Home > Archive > AWK > December 2004 > XMLGAWK help required
You are viewing an archived Text-only version of the thread.
To view this thread in it's original format and/or if you want to reply to
this thread please [click here]
| Author |
XMLGAWK help required
|
|
| RipBurn 2004-12-20, 8:55 am |
| To help me get my head around XMLGAWK can someone solve the following.

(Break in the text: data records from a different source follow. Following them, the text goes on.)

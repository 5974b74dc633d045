use serde::{Deserialize, Serialize};
use std::collections::VecDeque;

#[derive(Debug, Clone, Copy, PartialEq, Eq, Hash, Serialize, Deserialize)]
pub enum Axis {
    Horizontal,
    Vertical,
}

#[derive(Debug, Clone, Copy, PartialEq, Eq, Hash, Serialize, Deserialize)]
pub enum Direction {
    Up,
    Down,
    Left,
    Right,
}

impl Direction {
    pub const ALL: [Direction; 4] = [Direction::Up, Direction::Down, Direction::Left, Direction::Right];

    pub fn axis(&self) -> Axis {
        match self {
            Direction::Up | Direction::Down => Axis::Vertical,
            Direction::Left | Direction::Right => Axis::Horizontal,
        }
    }

    pub fn opposite(&self) -> Direction {
        match self {
            Direction::Up => Direction::Down,
            Direction::Down => Direction::Up,
            Direction::Left => Direction::Right,
            Direction::Right => Direction::Left,
        }
    }

    pub fn is_opposite(&self, other: &Direction) -> bool {
        self.opposite() == *other
    }

    /// A turn is accepted only onto the perpendicular axis, which rules out
    /// both a 180° reversal and a same-direction request.
    pub fn can_turn_to(&self, new_direction: &Direction) -> bool {
        self.axis() != new_direction.axis()
    }
}

/// Snake body as cell indices, head first. Never empty.
#[derive(Debug, Clone, PartialEq, Eq, Serialize, Deserialize)]
pub struct Snake {
    pub(crate) segments: VecDeque<usize>,
}

impl Snake {
    pub fn new(head: usize) -> Self {
        Snake { segments: VecDeque::from([head]) }
    }

    pub(crate) fn from_segments(segments: VecDeque<usize>) -> Option<Self> {
        if segments.is_empty() {
            None
        } else {
            Some(Snake { segments })
        }
    }

    pub fn head(&self) -> usize {
        self.segments[0]
    }

    pub fn tail(&self) -> usize {
        self.segments[self.segments.len() - 1]
    }

    pub fn len(&self) -> usize {
        self.segments.len()
    }

    pub fn contains(&self, index: usize) -> bool {
        self.segments.contains(&index)
    }

    pub fn segments(&self) -> impl Iterator<Item = usize> + '_ {
        self.segments.iter().copied()
    }

    pub(crate) fn push_head(&mut self, index: usize) {
        self.segments.push_front(index);
    }

    /// Removes the tail unless it is also the head.
    pub(crate) fn pop_tail(&mut self) -> Option<usize> {
        if self.segments.len() > 1 {
            self.segments.pop_back()
        } else {
            None
        }
    }
}

#[cfg(test)]
mod tests {
    use super::*;

    #[test]
    fn turns_only_onto_perpendicular_axis() {
        let right = Direction::Right;
        assert!(!right.can_turn_to(&Direction::Left));
        assert!(!right.can_turn_to(&Direction::Right));
        assert!(right.can_turn_to(&Direction::Up));
        assert!(right.can_turn_to(&Direction::Down));

        let up = Direction::Up;
        assert!(!up.can_turn_to(&Direction::Down));
        assert!(up.can_turn_to(&Direction::Left));
    }

    #[test]
    fn opposites_pair_up() {
        for d in Direction::ALL {
            assert_eq!(d.opposite().opposite(), d);
            assert!(d.is_opposite(&d.opposite()));
            assert_eq!(d.axis(), d.opposite().axis());
        }
    }

    #[test]
    fn single_segment_tail_is_kept() {
        let mut snake = Snake::new(4);
        assert_eq!(snake.pop_tail(), None);
        assert_eq!(snake.len(), 1);
        snake.push_head(5);
        assert_eq!(snake.pop_tail(), Some(4));
        assert_eq!(snake.head(), 5);
        assert_eq!(snake.tail(), 5);
    }
}
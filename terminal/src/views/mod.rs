pub mod game_view;

pub use game_view::GameView;

use crate::app::AppCommand;
use common::GameSession;
use crossterm::event::KeyEvent;
use ratatui::Frame;

pub trait View {
    fn handle_input(&mut self, key: KeyEvent) -> Option<AppCommand>;
    fn render(&self, frame: &mut Frame, session: &GameSession);
}
use anyhow::{Context, Result};
use clap::Parser;
use crossterm::{
    event::{DisableFocusChange, EnableFocusChange, EventStream},
    execute,
    terminal::{disable_raw_mode, enable_raw_mode, EnterAlternateScreen, LeaveAlternateScreen},
};
use futures_util::StreamExt;
use ratatui::{
    backend::{Backend, CrosstermBackend},
    Terminal,
};
use std::fs::File;
use std::io;
use std::path::Path;
use std::sync::Mutex;
use std::time::Duration;
use tracing::{error, info};

use terminal::app::{App, AppCommand};
use terminal::config::Args;
use terminal::driver::TickDriver;

#[tokio::main]
async fn main() -> Result<()> {
    let settings = Args::parse().into_settings()?;

    init_logging(&settings.log_file)?;
    info!(
        "Starting {}x{} game, start cell {}, tick every {:?}",
        settings.game.num_rows,
        settings.game.num_cols,
        settings.game.start_index,
        settings.tick_interval()
    );

    let mut app = App::new(&settings)?;

    // Setup terminal
    enable_raw_mode()?;
    let mut stdout = io::stdout();
    execute!(stdout, EnterAlternateScreen, EnableFocusChange)?;
    let backend = CrosstermBackend::new(stdout);
    let mut terminal = Terminal::new(backend)?;

    let res = run_app(&mut terminal, &mut app, settings.tick_interval()).await;

    // Restore terminal
    disable_raw_mode()?;
    execute!(terminal.backend_mut(), LeaveAlternateScreen, DisableFocusChange)?;
    terminal.show_cursor()?;

    match res {
        Ok(()) => {
            info!("Exited with snake length {}", app.session().snake_len());
            Ok(())
        }
        Err(err) => {
            error!("Game stopped: {:?}", err);
            Err(err)
        }
    }
}

fn init_logging(log_file: &Path) -> Result<()> {
    let file = File::create(log_file)
        .with_context(|| format!("Failed to create log file: {:?}", log_file))?;
    let env_filter = tracing_subscriber::EnvFilter::try_from_default_env()
        .unwrap_or_else(|_| tracing_subscriber::EnvFilter::new("info"));
    tracing_subscriber::fmt()
        .with_env_filter(env_filter)
        .with_writer(Mutex::new(file))
        .with_ansi(false)
        .try_init()
        .map_err(|e| anyhow::anyhow!("Failed to initialize logging: {}", e))
}

/// Single consumer loop: ticks and terminal events are handled one at a time,
/// each running to completion before the next is taken.
async fn run_app<B: Backend>(
    terminal: &mut Terminal<B>,
    app: &mut App,
    period: Duration,
) -> Result<()> {
    let (driver, mut ticks) = TickDriver::start(period);
    let mut events = EventStream::new();
    app.start()?;

    loop {
        terminal.draw(|f| app.render(f))?;

        tokio::select! {
            tick = ticks.recv() => match tick {
                Some(_) => app.on_tick()?,
                None => break,
            },

            maybe_event = events.next() => match maybe_event {
                Some(Ok(event)) => {
                    if let Some(command) = app.handle_event(&event) {
                        match command {
                            AppCommand::Quit => break,
                            _ => app.handle_command(command)?,
                        }
                    }
                }
                Some(Err(e)) => return Err(e).context("Failed to read terminal event"),
                None => break,
            },
        }
    }

    driver.shutdown().await;
    Ok(())
}
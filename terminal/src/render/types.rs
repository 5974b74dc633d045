use ratatui::style::Style;
use ratatui::text::{Line, Span};

#[derive(Clone, Copy, Debug)]
pub struct RenderConfig {
    pub chars_per_point: CharDimensions,
}

impl RenderConfig {
    /// Square-ish cells: `cell_size` columns per logical cell, one row tall.
    pub fn with_cell_size(cell_size: usize) -> Self {
        Self {
            chars_per_point: CharDimensions::new(cell_size.max(1), 1),
        }
    }
}

impl Default for RenderConfig {
    fn default() -> Self {
        Self::with_cell_size(2)
    }
}

#[derive(Clone, Copy, Debug, PartialEq, Eq)]
pub struct CharDimensions {
    pub horizontal: usize,
    pub vertical: usize,
}

impl CharDimensions {
    pub fn new(horizontal: usize, vertical: usize) -> Self {
        Self { horizontal, vertical }
    }
}

pub struct CharGrid {
    grid: Vec<Vec<(char, Style)>>,
    logical_width: usize,
    logical_height: usize,
    char_dims: CharDimensions,
}

impl CharGrid {
    pub fn new(logical_width: usize, logical_height: usize, char_dims: CharDimensions) -> Self {
        let physical_width = logical_width * char_dims.horizontal;
        let physical_height = logical_height * char_dims.vertical;
        let grid = vec![vec![(' ', Style::default()); physical_width]; physical_height];
        Self {
            grid,
            logical_width,
            logical_height,
            char_dims,
        }
    }

    pub fn set_logical_point(&mut self, x: usize, y: usize, pattern: &CharPattern) {
        let start_x = x * self.char_dims.horizontal;
        let start_y = y * self.char_dims.vertical;

        for (dy, row) in pattern.chars.iter().enumerate() {
            for (dx, &ch) in row.iter().enumerate() {
                if let Some(grid_row) = self.grid.get_mut(start_y + dy) {
                    if let Some(cell) = grid_row.get_mut(start_x + dx) {
                        *cell = (ch, pattern.style);
                    }
                }
            }
        }
    }

    pub fn into_lines(self) -> Vec<Vec<char>> {
        self.grid
            .into_iter()
            .map(|row| row.into_iter().map(|(ch, _)| ch).collect())
            .collect()
    }

    pub fn into_styled_lines(self) -> Vec<Line<'static>> {
        self.grid
            .into_iter()
            .map(|row| {
                let spans: Vec<Span<'static>> = row
                    .into_iter()
                    .map(|(ch, style)| Span::styled(ch.to_string(), style))
                    .collect();
                Line::from(spans)
            })
            .collect()
    }

    pub fn physical_width(&self) -> usize {
        self.logical_width * self.char_dims.horizontal
    }

    pub fn physical_height(&self) -> usize {
        self.logical_height * self.char_dims.vertical
    }
}

#[derive(Clone, Debug)]
pub struct CharPattern {
    pub chars: Vec<Vec<char>>,
    pub style: Style,
}

impl CharPattern {
    pub fn single(ch: char, dims: CharDimensions, style: Style) -> Self {
        let chars = vec![vec![ch; dims.horizontal]; dims.vertical];
        Self { chars, style }
    }

    pub fn empty(dims: CharDimensions) -> Self {
        Self::single(' ', dims, Style::default())
    }
}
use rand::{RngCore, SeedableRng};
use serde::{Deserialize, Serialize};

// Simple pseudorandom number generator using xorshift algorithm
#[derive(Debug, Clone, PartialEq, Eq, Serialize, Deserialize)]
pub struct PseudoRandom {
    state: u64,
}

impl PseudoRandom {
    pub fn new(seed: u64) -> Self {
        // Ensure we don't start with 0 state as xorshift doesn't work with 0
        let state = if seed == 0 { 0x1234567890abcdef } else { seed };
        PseudoRandom { state }
    }

    /// Seed from the thread-local OS-seeded generator.
    pub fn from_entropy_seed() -> Self {
        Self::new(rand::random::<u64>())
    }

    fn advance(&mut self) -> u64 {
        // xorshift64 algorithm
        self.state ^= self.state << 13;
        self.state ^= self.state >> 17;
        self.state ^= self.state << 5;
        self.state
    }
}

impl RngCore for PseudoRandom {
    fn next_u32(&mut self) -> u32 {
        (self.advance() >> 32) as u32
    }

    fn next_u64(&mut self) -> u64 {
        self.advance()
    }

    fn fill_bytes(&mut self, dest: &mut [u8]) {
        for chunk in dest.chunks_mut(8) {
            let bytes = self.advance().to_le_bytes();
            chunk.copy_from_slice(&bytes[..chunk.len()]);
        }
    }

    fn try_fill_bytes(&mut self, dest: &mut [u8]) -> Result<(), rand::Error> {
        self.fill_bytes(dest);
        Ok(())
    }
}

impl SeedableRng for PseudoRandom {
    type Seed = [u8; 8];

    fn from_seed(seed: Self::Seed) -> Self {
        Self::new(u64::from_le_bytes(seed))
    }

    fn seed_from_u64(state: u64) -> Self {
        Self::new(state)
    }
}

I have a XMLTV data file from which I want to extract certain data and
write to a tab-delimited flat file.
The XMLTV data is as follows:
<?xml version="1.0" encoding="UTF-8"?>
<tv><programme start="20041218204000 +1000" stop="20041218225000
+1000" channel="Network TEN Brisbane"><title>The
Frighteners</title><sub-title/><desc>A psychic private detective, who
consorts with deceased souls, becomes engaged in a mystery as members
of the town community begin dying mysteriously.</desc><rating
system="ABA"><value>M</value></rating><length
units="minutes">130</length><category>Horror</category></programme><programme
start="20041218080000 +1000" stop="20041218083000 +1000"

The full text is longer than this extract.